Jadwal Puasa Ayyamul Bidh Juni 2026 Dan Bacaan Niatnya

Jun 29, 2026 03:53 AM - 1 hari yang lalu 1330

ILUSTRASI Puasa.

Kincai Media ,DEPOK --  Puasa Ayyamul Bidh merupakan puasa yang dilakukan setiap pertengahan bulan Hijriyah.
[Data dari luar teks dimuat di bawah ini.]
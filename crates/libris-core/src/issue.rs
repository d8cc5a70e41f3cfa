//! Loan ("issue") records.
//!
//! An issue is created when a book is lent and mutated exactly once, when it
//! is marked returned. Its lifecycle status is never stored; see
//! [`crate::lifecycle::LoanStatus`].

use chrono::{DateTime, Utc};
use serde::{Deserialize, Serialize};

use crate::{
  book::{Book, BookId},
  user::{User, UserId},
};

pub type IssueId = i64;

/// The authoritative loan record as the backend returns it.
#[derive(Debug, Clone, PartialEq, Eq, Serialize, Deserialize)]
pub struct Issue {
  pub id:         IssueId,
  pub user:       UserId,
  pub book:       BookId,
  /// Server-assigned when the loan is created.
  pub issue_date: DateTime<Utc>,
  pub due_date:   DateTime<Utc>,
  pub returned:   bool,
}

impl AsRef<Issue> for Issue {
  fn as_ref(&self) -> &Issue { self }
}

/// Input to [`crate::backend::LibraryBackend::create_issue`]. When
/// `due_date` is absent the backend picks issue date + 14 days.
#[derive(Debug, Clone, PartialEq, Eq, Serialize, Deserialize)]
pub struct NewIssue {
  pub user:     UserId,
  pub book:     BookId,
  #[serde(default, skip_serializing_if = "Option::is_none")]
  pub due_date: Option<DateTime<Utc>>,
}

#[derive(Debug, Clone, Default, PartialEq, Eq, Serialize, Deserialize)]
pub struct IssuePatch {
  #[serde(default, skip_serializing_if = "Option::is_none")]
  pub returned: Option<bool>,
  #[serde(default, skip_serializing_if = "Option::is_none")]
  pub due_date: Option<DateTime<Utc>>,
}

impl IssuePatch {
  /// The body of the return action: `{"returned": true}`.
  pub fn mark_returned() -> Self {
    Self {
      returned: Some(true),
      due_date: None,
    }
  }
}

/// An issue joined with the book and borrower it references. Read-only: the
/// details are looked up from cached snapshots and may be missing.
#[derive(Debug, Clone, PartialEq, Eq, Serialize, Deserialize)]
pub struct EnrichedIssue {
  #[serde(flatten)]
  pub issue:        Issue,
  pub user_details: Option<User>,
  pub book_details: Option<Book>,
}

impl EnrichedIssue {
  /// Book title, or `"Book #<id>"` when the book is not in the snapshot.
  pub fn book_title(&self) -> String {
    self
      .book_details
      .as_ref()
      .map(|b| b.title.clone())
      .unwrap_or_else(|| format!("Book #{}", self.issue.book))
  }

  pub fn book_author(&self) -> String {
    self
      .book_details
      .as_ref()
      .map(|b| b.author.clone())
      .unwrap_or_else(|| "Unknown Author".to_owned())
  }

  /// Borrower's name, or `"User #<id>"` when the user is not in the
  /// snapshot.
  pub fn borrower(&self) -> String {
    self
      .user_details
      .as_ref()
      .map(User::display_name)
      .unwrap_or_else(|| format!("User #{}", self.issue.user))
  }
}

impl AsRef<Issue> for EnrichedIssue {
  fn as_ref(&self) -> &Issue { &self.issue }
}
Puasa ini dilakukan hanya tiga hari setiap pertengahan bulan ialah 13, 14, dan 15 di bulan Hijriah, selain hari tasyrik pada 13 Dzulhijjah.  

Ketua MUI KH Cholil Nafis menjelaskan tentang puasa Ayyamul Bidh tersebut. 
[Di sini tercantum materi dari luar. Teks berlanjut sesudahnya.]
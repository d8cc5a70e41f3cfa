//! Library members and staff.

use chrono::{DateTime, Utc};
use serde::{Deserialize, Deserializer, Serialize};
use strum::{Display, EnumIter, EnumString};

pub type UserId = i64;

/// Membership category. Accounts created outside the registration form
/// (e.g. a backend superuser) may carry no role at all.
#[derive(
  Debug,
  Clone,
  Copy,
  PartialEq,
  Eq,
  Hash,
  Serialize,
  Deserialize,
  Display,
  EnumString,
  EnumIter,
)]
#[serde(rename_all = "lowercase")]
#[strum(serialize_all = "lowercase", ascii_case_insensitive)]
pub enum Role {
  Student,
  Staff,
  External,
}

#[derive(Debug, Clone, PartialEq, Eq, Serialize, Deserialize)]
pub struct User {
  pub id:           UserId,
  pub username:     String,
  #[serde(default)]
  pub email:        String,
  #[serde(default)]
  pub first_name:   String,
  #[serde(default)]
  pub last_name:    String,
  #[serde(default, deserialize_with = "blank_role")]
  pub role:         Option<Role>,
  #[serde(default)]
  pub phone:        String,
  pub is_active:    bool,
  #[serde(default)]
  pub is_staff:     bool,
  #[serde(default)]
  pub is_superuser: bool,
  pub date_joined:  DateTime<Utc>,
}

impl User {
  /// `"First Last"`, falling back to the username when both are blank.
  pub fn display_name(&self) -> String {
    let full = format!("{} {}", self.first_name, self.last_name);
    let full = full.trim();
    if full.is_empty() {
      self.username.clone()
    } else {
      full.to_owned()
    }
  }

  pub fn role_name(&self) -> String {
    self.role.map(|r| r.to_string()).unwrap_or_default()
  }
}

/// The backend stores roles as a free `CharField`; treat `""` as unset.
fn blank_role<'de, D>(deserializer: D) -> Result<Option<Role>, D::Error>
where
  D: Deserializer<'de>,
{
  let raw = Option::<String>::deserialize(deserializer)?;
  match raw.as_deref().map(str::trim) {
    None | Some("") => Ok(None),
    Some(s) => s.parse().map(Some).map_err(serde::de::Error::custom),
  }
}

/// Registration form input.
#[derive(Debug, Clone, PartialEq, Eq, Serialize, Deserialize)]
pub struct NewUser {
  pub username:   String,
  pub email:      String,
  pub password:   String,
  pub first_name: String,
  pub last_name:  String,
  pub role:       Role,
  #[serde(default, skip_serializing_if = "Option::is_none")]
  pub phone:      Option<String>,
}

/// Profile, role and activation edits. Absent fields are left untouched.
#[derive(Debug, Clone, Default, PartialEq, Eq, Serialize, Deserialize)]
pub struct UserPatch {
  #[serde(default, skip_serializing_if = "Option::is_none")]
  pub username:   Option<String>,
  #[serde(default, skip_serializing_if = "Option::is_none")]
  pub email:      Option<String>,
  #[serde(default, skip_serializing_if = "Option::is_none")]
  pub password:   Option<String>,
  #[serde(default, skip_serializing_if = "Option::is_none")]
  pub first_name: Option<String>,
  #[serde(default, skip_serializing_if = "Option::is_none")]
  pub last_name:  Option<String>,
  #[serde(default, skip_serializing_if = "Option::is_none")]
  pub role:       Option<Role>,
  #[serde(default, skip_serializing_if = "Option::is_none")]
  pub phone:      Option<String>,
  #[serde(default, skip_serializing_if = "Option::is_none")]
  pub is_active:  Option<bool>,
}

impl UserPatch {
  pub fn role(role: Role) -> Self {
    Self {
      role: Some(role),
      ..Default::default()
    }
  }

  pub fn active(is_active: bool) -> Self {
    Self {
      is_active: Some(is_active),
      ..Default::default()
    }
  }

  /// Applies every field except `password`, which the backend hashes and
  /// never echoes back.
  pub fn apply_to(self, user: &mut User) {
    if let Some(v) = self.username {
      user.username = v;
    }
    if let Some(v) = self.email {
      user.email = v;
    }
    if let Some(v) = self.first_name {
      user.first_name = v;
    }
    if let Some(v) = self.last_name {
      user.last_name = v;
    }
    if let Some(v) = self.role {
      user.role = Some(v);
    }
    if let Some(v) = self.phone {
      user.phone = v;
    }
    if let Some(v) = self.is_active {
      user.is_active = v;
    }
  }
}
Menurut dia, sebelum Nabi Muhammad Saw mendapat tanggungjawab berpuasa sebulan penuh pada Ramadhan, memang ada beberapa model puasa yang telah dilakukan umat nabi sebelumnya. 

Salah satu contohnya ialah puasa Nabi Daud, ialah puasa yang dilakukan selang-seling, ialah sehari berpuasa dan sehari lagi tidak berpuasa. "Kemudian ada juga seperti halnya puasa dalam riwayat oleh nabi sebelumnya ialah puasa tiga hari Ayyamul Bidh. Bahkan, Nabi dulu sebelum diwajibkannya puasa Ramadhan tetap melaksanakan puasa pada 13, 14, dan 15 itu," ujar Kiai Cholil kepada Kincai Media , beberapa waktu lalu. 

Kemudian, lanjutnya, setelah diwajibkan untuk berpuasa Ramadhan, maka Nabi Muhammad tidak lagi mewajibkan pada dirinya untuk berpuasa Ayyamul Bidh, tetapi nabi melakukannya sebagai puasa sunah, ialah puasa yang dianjurkan. 

Menurut Kiai Cholil, keistimewaan dari puasa Ayyamul Bidh adalah peralatan siapa yang mengerjakannya bakal mendapatkan ganjaran seperti berpuasa selama setahun penuh. 

"Nabi selalu melakukan puasa Ayyamul Bidh. Puasa ini juga disebut Ayyamul Ghurri, yang artinya kepalanya itu putih alias ubun-ubunnya putih. Itu sunah dilakukan oleh kita sampai sekarang," kata Pengasuh Pondok Pesantren Cendikia Amanah Depok ini.  

Berdasarkan almanak hijriyah Kemenag, pada Juni 2026 ini, puasa Ayyamul Bidh jatuh pada tangggal 28, 29, 30 Juni alias bertepatan dengan 13, 14, 15 Muharram 1448 Hijriyah. Bagi umat Islam yang mau mengerjakan puasa sunnah ini bisa membaca niat sebagai berikut: 

نَوَيْتُ صَوْمَ أَيَّامَ الْبَيْضِ سُنّةً للهِ تَعَالى 

Nawaitu shauma ayyaamal bidh sunnatan lillaahi Ta'ala. Artinya: "Saya niat puasa pada hari-hari putih, sunnah lantaran Allah ta'ala."